Try it — The expected answer holds every line from the first line of the data below through the line containing "use crate::error::StoreError;", exactly as written, and no other line.

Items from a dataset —
*****
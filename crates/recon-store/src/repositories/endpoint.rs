//! Endpoint repository: unique per `(service_id, normalized_path, method)`;
//! `methods` is the union of every method observed for that pair.

use async_trait::async_trait;
use uuid::Uuid;

use recon_core::Id;
use recon_dedup::normalize_path;

use crate::entities::Endpoint;
use crate::error::StoreError;
use crate::repository::{OrderBy, Repository};
use crate::uow::UnitOfWork;

pub struct EndpointRepository;

#[derive(Debug, Clone)]
pub struct EndpointFilter {
    pub service_id: Id,
    pub normalized_path: Option<String>,
}

#[derive(Debug, Clone, Default)]
pub struct EndpointPatch {
    pub status_code: Option<i32>,
}

#[derive(Debug, Clone)]
pub struct NewEndpoint {
    pub host_id: Id,
    pub service_id: Id,
    pub path: String,
    pub method: String,
    pub normalized_path: Option<String>,
    pub status_code: Option<i32>,
}

impl EndpointRepository {
    pub async fn find_by_normalized_path(
        uow: &mut UnitOfWork,
        service_id: Id,
        normalized_path: &str,
        method: &str,
    ) -> Result<Option<Endpoint>, StoreError> {
        let exec = uow.executor();
        let row = sqlx::query_as::<_, Endpoint>(
            "SELECT id, host_id, service_id, path, normalized_path, method, methods, status_code, created_at, updated_at
             FROM endpoints WHERE service_id = $1 AND normalized_path = $2 AND method = $3",
        )
        .bind(service_id)
        .bind(normalized_path)
        .bind(method)
        .fetch_optional(&mut **exec)
        .await?;
        Ok(row)
    }

    /// Compute `normalized_path` if absent, then upsert on
    /// `(service_id, normalized_path, method)`; on conflict updates `path`
    /// and `status_code` and folds `method` into the `methods` union.
    #[allow(clippy::too_many_arguments)]
    pub async fn upsert_with_method(
        uow: &mut UnitOfWork,
        host_id: Id,
        service_id: Id,
        path: &str,
        method: &str,
        normalized_path: Option<&str>,
        status_code: Option<i32>,
    ) -> Result<Endpoint, StoreError> {
        let normalized = normalized_path.map(str::to_string).unwrap_or_else(|| normalize_path(path));
        let method = method.to_uppercase();

        let exec = uow.executor();
        let row = sqlx::query_as::<_, Endpoint>(
            r#"
            INSERT INTO endpoints
                (id, host_id, service_id, path, normalized_path, method, methods, status_code, created_at, updated_at)
            VALUES ($1, $2, $3, $4, $5, $6, ARRAY[$6]::text[], $7, now(), now())
            ON CONFLICT (service_id, normalized_path, method) DO UPDATE
                SET path = EXCLUDED.path,
                    status_code = COALESCE(EXCLUDED.status_code, endpoints.status_code),
                    methods = (
                        SELECT array_agg(DISTINCT m) FROM unnest(endpoints.methods || EXCLUDED.methods) AS m
                    ),
                    updated_at = now()
            RETURNING id, host_id, service_id, path, normalized_path, method, methods, status_code, created_at, updated_at
            "#,
        )
        .bind(Uuid::new_v4())
        .bind(host_id)
        .bind(service_id)
        .bind(path)
        .bind(&normalized)
        .bind(&method)
        .bind(status_code)
        .fetch_one(&mut **exec)
        .await?;
        Ok(row)
    }
}

#[async_trait]
impl Repository for EndpointRepository {
    type Row = Endpoint;
    type Filter = EndpointFilter;
    type Patch = EndpointPatch;
    type Create = NewEndpoint;

    async fn get(uow: &mut UnitOfWork, id: Id) -> Result<Option<Endpoint>, StoreError> {
        let exec = uow.executor();
        let row = sqlx::query_as::<_, Endpoint>(
            "SELECT id, host_id, service_id, path, normalized_path, method, methods, status_code, created_at, updated_at
             FROM endpoints WHERE id = $1",
        )
        .bind(id)
        .fetch_optional(&mut **exec)
        .await?;
        Ok(row)
    }

    async fn find_many(
        uow: &mut UnitOfWork,
        filter: &EndpointFilter,
        limit: i64,
        offset: i64,
        order_by: Option<OrderBy>,
    ) -> Result<Vec<Endpoint>, StoreError> {
        let (column, descending) = order_by.map(|o| (o.column, o.descending)).unwrap_or(("normalized_path", false));
        let direction = if descending { "DESC" } else { "ASC" };
        let exec = uow.executor();
        let rows = sqlx::query_as::<_, Endpoint>(&format!(
            "SELECT id, host_id, service_id, path, normalized_path, method, methods, status_code, created_at, updated_at
             FROM endpoints WHERE service_id = $1 AND ($2::text IS NULL OR normalized_path = $2)
             ORDER BY {column} {direction} LIMIT $3 OFFSET $4"
        ))
        .bind(filter.service_id)
        .bind(&filter.normalized_path)
        .bind(limit)
        .bind(offset)
        .fetch_all(&mut **exec)
        .await?;
        Ok(rows)
    }

    async fn count(uow: &mut UnitOfWork, filter: &EndpointFilter) -> Result<i64, StoreError> {
        let exec = uow.executor();
        let count: i64 = sqlx::query_scalar(
            "SELECT count(*) FROM endpoints WHERE service_id = $1 AND ($2::text IS NULL OR normalized_path = $2)",
        )
        .bind(filter.service_id)
        .bind(&filter.normalized_path)
        .fetch_one(&mut **exec)
        .await?;
        Ok(count)
    }

    async fn create(uow: &mut UnitOfWork, data: NewEndpoint) -> Result<Endpoint, StoreError> {
        Self::upsert_with_method(
            uow,
            data.host_id,
            data.service_id,
            &data.path,
            &data.method,
            data.normalized_path.as_deref(),
            data.status_code,
        )
        .await
    }

    async fn update(uow: &mut UnitOfWork, id: Id, patch: EndpointPatch) -> Result<Endpoint, StoreError> {
        let exec = uow.executor();
        let row = sqlx::query_as::<_, Endpoint>(
            r#"
            UPDATE endpoints SET status_code = COALESCE($2, status_code), updated_at = now()
            WHERE id = $1
            RETURNING id, host_id, service_id, path, normalized_path, method, methods, status_code, created_at, updated_at
            "#,
        )
        .bind(id)
        .bind(patch.status_code)
        .fetch_one(&mut **exec)
        .await?;
        Ok(row)
    }

    async fn delete(uow: &mut UnitOfWork, id: Id) -> Result<(), StoreError> {
        let exec = uow.executor();
        sqlx::query("DELETE FROM endpoints WHERE id = $1")
            .bind(id)
            .execute(&mut **exec)
            .await?;
        Ok(())
    }

    /// Plain multi-row insert via `UNNEST`; relies on the
    /// `(service_id, normalized_path, method)` unique constraint rejecting
    /// duplicates.
    async fn bulk_create(uow: &mut UnitOfWork, items: Vec<NewEndpoint>) -> Result<Vec<Endpoint>, StoreError> {
        if items.is_empty() {
            return Ok(Vec::new());
        }
        let prepared: Vec<(Uuid, Uuid, Uuid, String, String, String, Option<i32>)> = items
            .into_iter()
            .map(|item| {
                let normalized = item.normalized_path.unwrap_or_else(|| normalize_path(&item.path));
                let method = item.method.to_uppercase();
                (Uuid::new_v4(), item.host_id, item.service_id, item.path, normalized, method, item.status_code)
            })
            .collect();

        let ids: Vec<Uuid> = prepared.iter().map(|p| p.0).collect();
        let host_ids: Vec<Uuid> = prepared.iter().map(|p| p.1).collect();
        let service_ids: Vec<Uuid> = prepared.iter().map(|p| p.2).collect();
        let paths: Vec<String> = prepared.iter().map(|p| p.3.clone()).collect();
        let normalized_paths: Vec<String> = prepared.iter().map(|p| p.4.clone()).collect();
        let methods: Vec<String> = prepared.iter().map(|p| p.5.clone()).collect();
        let status_codes: Vec<Option<i32>> = prepared.iter().map(|p| p.6).collect();

        let exec = uow.executor();
        let rows = sqlx::query_as::<_, Endpoint>(
            r#"
            INSERT INTO endpoints
                (id, host_id, service_id, path, normalized_path, method, methods, status_code, created_at, updated_at)
            SELECT id, host_id, service_id, path, normalized_path, method, ARRAY[method]::text[], status_code, now(), now()
            FROM UNNEST($1::uuid[], $2::uuid[], $3::uuid[], $4::text[], $5::text[], $6::text[], $7::int[])
                AS t(id, host_id, service_id, path, normalized_path, method, status_code)
            RETURNING id, host_id, service_id, path, normalized_path, method, methods, status_code, created_at, updated_at
            "#,
        )
        .bind(&ids)
        .bind(&host_ids)
        .bind(&service_ids)
        .bind(&paths)
        .bind(&normalized_paths)
        .bind(&methods)
        .bind(&status_codes)
        .fetch_all(&mut **exec)
        .await?;
        Ok(rows)
    }

    /// Upsert on `(service_id, normalized_path, method)` in one round trip;
    /// each conflicting row folds `method` into its `methods` union the same
    /// way `upsert_with_method` does for a single row.
    async fn bulk_upsert(uow: &mut UnitOfWork, items: Vec<NewEndpoint>) -> Result<Vec<Endpoint>, StoreError> {
        if items.is_empty() {
            return Ok(Vec::new());
        }
        let prepared: Vec<(Uuid, Uuid, Uuid, String, String, String, Option<i32>)> = items
            .into_iter()
            .map(|item| {
                let normalized = item.normalized_path.unwrap_or_else(|| normalize_path(&item.path));
                let method = item.method.to_uppercase();
                (Uuid::new_v4(), item.host_id, item.service_id, item.path, normalized, method, item.status_code)
            })
            .collect();

        let ids: Vec<Uuid> = prepared.iter().map(|p| p.0).collect();
        let host_ids: Vec<Uuid> = prepared.iter().map(|p| p.1).collect();
        let service_ids: Vec<Uuid> = prepared.iter().map(|p| p.2).collect();
        let paths: Vec<String> = prepared.iter().map(|p| p.3.clone()).collect();
        let normalized_paths: Vec<String> = prepared.iter().map(|p| p.4.clone()).collect();
        let methods: Vec<String> = prepared.iter().map(|p| p.5.clone()).collect();
        let status_codes: Vec<Option<i32>> = prepared.iter().map(|p| p.6).collect();

        let exec = uow.executor();
        let rows = sqlx::query_as::<_, Endpoint>(
            r#"
            INSERT INTO endpoints
                (id, host_id, service_id, path, normalized_path, method, methods, status_code, created_at, updated_at)
            SELECT id, host_id, service_id, path, normalized_path, method, ARRAY[method]::text[], status_code, now(), now()
            FROM UNNEST($1::uuid[], $2::uuid[], $3::uuid[], $4::text[], $5::text[], $6::text[], $7::int[])
                AS t(id, host_id, service_id, path, normalized_path, method, status_code)
            ON CONFLICT (service_id, normalized_path, method) DO UPDATE
                SET path = EXCLUDED.path,
                    status_code = COALESCE(EXCLUDED.status_code, endpoints.status_code),
                    methods = (
                        SELECT array_agg(DISTINCT m) FROM unnest(endpoints.methods || EXCLUDED.methods) AS m
                    ),
                    updated_at = now()
            RETURNING id, host_id, service_id, path, normalized_path, method, methods, status_code, created_at, updated_at
            "#,
        )
        .bind(&ids)
        .bind(&host_ids)
        .bind(&service_ids)
        .bind(&paths)
        .bind(&normalized_paths)
        .bind(&methods)
        .bind(&status_codes)
        .fetch_all(&mut **exec)
        .await?;
        Ok(rows)
    }
}
//! Pipeline Orchestrator (C8): wires stage queues to scan services, which in
//! turn drive the Tool Runner (C2) and Batch Ingestor (C6) and publish
//! further events back onto the bus (C7).

pub mod error;
pub mod orchestrator;
pub mod scan_service;
pub mod services;
pub mod stage;
pub mod target_extraction;
pub mod traits;

pub use error::PipelineError;
pub use orchestrator::PipelineOrchestrator;
pub use scan_service::{ScanContext, ScanService};
pub use services::{HttpxScanService, SubfinderScanService};
pub use stage::Stage;
pub use target_extraction::extract_targets;
pub use traits::{ScopeCheck, UrlFilter};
*****
Answer box —
filename crates/recon-store/src/repositories/endpoint.rs
//! Endpoint repository: unique per `(service_id, normalized_path, method)`;
//! `methods` is the union of every method observed for that pair.

use async_trait::async_trait;
use uuid::Uuid;

use recon_core::Id;
use recon_dedup::normalize_path;

use crate::entities::Endpoint;
use crate::error::StoreError;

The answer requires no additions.